DSTO scientist, Brian Rebbechi, acknowledged the support from Air Force No. 37 Squadron, SQNLDR Vince Chong and SQNLDR Herman Wong, as pivotal in getting this project off the ground a number of years ago. “Without their enduring support… this would never have made it.”

To develop the initial concept, DSTO scientists carried out a flight test program on an Air Force C-130J aircraft.  The results were used to develop an algorithm that together with data obtained from existing onboard sensors, provided a propeller balance solution. Data can now be acquired during normal flight operations.

“We found an advanced engine monitoring capability that was active but wasn’t being used.  Access to this capability required no modification or change to aircraft hardware or software – only a tool to extract and decode data from a data bank recorded during every flight,” said DSTO’s Brian Rebbechi.

Balancing will now take two hours without the need for engine ground runs.
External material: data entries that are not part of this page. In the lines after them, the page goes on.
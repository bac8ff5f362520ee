//! # Todo API
//!
//! REST service for a single-page to-do list.
//!
//!
//!
//! # Endpoints
//!
//! | Method | Path | Success | Failures |
//! |---|---|---|---|
//! | `GET` | `/api/v1/todos` | 200 `{ data: Todo[] }`, newest first | 500 |
//! | `POST` | `/api/v1/todo` | 201 `{ message, data: Todo }` | 400, 500 |
//! | `PATCH` | `/api/v1/todo/{id}` | 200 `{ data: Todo }` | 400, 404, 500 |
//! | `DELETE` | `/api/v1/todo/{id}` | 200 `{ message }` | 404, 500 |
//!
//! Anything else, including a known path with the wrong method, gets
//! 404 `{ message: "Route not found" }`.
//!
//! Every failure body is `{ message }`. Store failures are logged with their
//! cause but clients only ever see a per-operation message such as
//! `Error fetching todos`.
//!
//!
//!
//! # Notes
//!
//! ## Source of truth
//! The frontend never patches its local list. After any write it fetches the
//! whole collection again, so there is no pagination and no partial response
//! shape to keep in sync.
//!
//! ## Concurrency
//! Handlers share nothing mutable except the store handle. Two writers on the
//! same todo race and the last write wins.
//!
//!
//!
//! # Setup
//!
//! Environment, read once at startup.
//! ```sh
//! PORT=3000
//! STORE=redis            # or memory
//! REDIS_URL=redis://127.0.0.1:6379
//! REDIS_PREFIX=todo
//! ALLOWED_ORIGINS=http://localhost:5173,https://todo.example.com
//! RUST_LOG=info
//! ```
//!
//! `/run/secrets/REDIS_URL` overrides `REDIS_URL` when mounted.
//!
//! Run the service.
//! ```sh
//! cargo run -p todo-backend
//! ```
use std::{net::SocketAddr, sync::Arc, time::Duration};

use axum::{
    Router,
    http::{HeaderValue, Method, header::CONTENT_TYPE},
    routing::{get, patch, post},
};

use signal::{
    ctrl_c,
    unix::{SignalKind, signal},
};
use tokio::{net::TcpListener, signal};
use tower_http::{
    cors::{AllowOrigin, CorsLayer},
    trace::TraceLayer,
};
use tracing::{info, warn};
use tracing_subscriber::{EnvFilter, fmt};

pub mod config;
pub mod database;
pub mod error;
pub mod memory;
pub mod models;
pub mod routes;
pub mod state;
pub mod utils;

use config::Config;
use error::StartupError;
use routes::{create_handler, delete_handler, list_handler, not_found_handler, update_handler};
use state::AppState;

pub async fn start_server() -> Result<(), StartupError> {
    fmt()
        .with_env_filter(
            EnvFilter::try_from_default_env().unwrap_or_else(|_| EnvFilter::new("info")),
        )
        .init();

    info!("Loading config...");
    let config = Config::load()?;

    info!("Initializing state...");
    let state = AppState::new(config).await?;

    info!("Starting server...");
    let app = build_router(state.clone())?;

    let address = format!("0.0.0.0:{}", state.config.port);
    info!("Binding to {address}");

    let listener = TcpListener::bind(&address).await?;
    info!("Server running on {address}");

    axum::serve(
        listener,
        app.into_make_service_with_connect_info::<SocketAddr>(),
    )
    .with_graceful_shutdown(shutdown_signal())
    .await?;

    info!("Server shut down");

    Ok(())
}

pub fn build_router(state: Arc<AppState>) -> Result<Router, StartupError> {
    let cors = cors_layer(&state.config.allowed_origins)?;

    Ok(Router::new()
        .route("/api/v1/todos", get(list_handler).fallback(not_found_handler))
        .route("/api/v1/todo", post(create_handler).fallback(not_found_handler))
        .route(
            "/api/v1/todo/{id}",
            patch(update_handler)
                .delete(delete_handler)
                .fallback(not_found_handler),
        )
        .fallback(not_found_handler)
        .layer(TraceLayer::new_for_http())
        .layer(cors)
        .with_state(state))
}

fn cors_layer(allowed_origins: &[String]) -> Result<CorsLayer, StartupError> {
    let cors = CorsLayer::new()
        .allow_methods([
            Method::GET,
            Method::POST,
            Method::PATCH,
            Method::DELETE,
            Method::OPTIONS,
        ])
        .allow_headers([CONTENT_TYPE])
        .max_age(Duration::from_secs(60 * 60));

    // Credentials cannot be combined with a wildcard origin.
    if allowed_origins.iter().any(|origin| origin == "*") {
        warn!("ALLOWED_ORIGINS contains '*', allowing any origin without credentials");
        return Ok(cors.allow_origin(AllowOrigin::any()));
    }

    let origins = allowed_origins
        .iter()
        .map(|origin| {
            HeaderValue::from_str(origin).map_err(|_| StartupError::Origin(origin.clone()))
        })
        .collect::<Result<Vec<_>, _>>()?;

    Ok(cors
        .allow_origin(AllowOrigin::list(origins))
        .allow_credentials(true))
}

async fn shutdown_signal() {
    let ctrl_c = async {
        match ctrl_c().await {
            Ok(()) => info!("Received Ctrl+C, shutting down"),
            Err(e) => {
                warn!("Failed to install Ctrl+C handler: {e}");
                std::future::pending::<()>().await;
            }
        }
    };

    #[cfg(unix)]
    let terminate = async {
        match signal(SignalKind::terminate()) {
            Ok(mut stream) => {
                stream.recv().await;
                info!("Received terminate signal, shutting down");
            }
            Err(e) => {
                warn!("Failed to install signal handler: {e}");
                std::future::pending::<()>().await;
            }
        }
    };

    #[cfg(not(unix))]
    let terminate = std::future::pending::<()>();

    tokio::select! {
        _ = ctrl_c => {},
        _ = terminate => {},
    }
}

#[cfg(test)]
mod tests {
    use super::*;

    #[test]
    fn test_cors_rejects_bad_origin() {
        assert!(cors_layer(&["http://localhost:5173".to_string()]).is_ok());
        assert!(matches!(
            cors_layer(&["http://bad\norigin".to_string()]),
            Err(StartupError::Origin(_))
        ));
    }

    #[test]
    fn test_cors_wildcard_origin() {
        assert!(cors_layer(&["*".to_string()]).is_ok());
        assert!(cors_layer(&["http://localhost:5173".to_string(), "*".to_string()]).is_ok());

        let config = Config {
            allowed_origins: vec!["*".to_string()],
            ..Config::default()
        };
        let state = AppState::with_store(config, Arc::new(memory::MemoryStore::default()));

        assert!(build_router(state).is_ok());
    }
}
Previously balancing required up to five maintenance staff, 1-2 days, and multiple ground runs.  Extensive manual effort was required to temporarily install sensors, external wiring and test equipment.   The ‘working at height’ OH&S issues associated with the temporary over-wing wiring caused further complications.

The software has the potential for ongoing savings for the Air Force of over    $2 million worth of maintenance hours and fuel savings over the life of the aircraft, and frees up personnel and aircraft for other tasks.

The Defence Science and Technology Organisation (DSTO) is part of Australia's Department of Defence. DSTO's role is to ensure the expert, impartial and innovative application of science and technology to the defence of Australia and its national interests.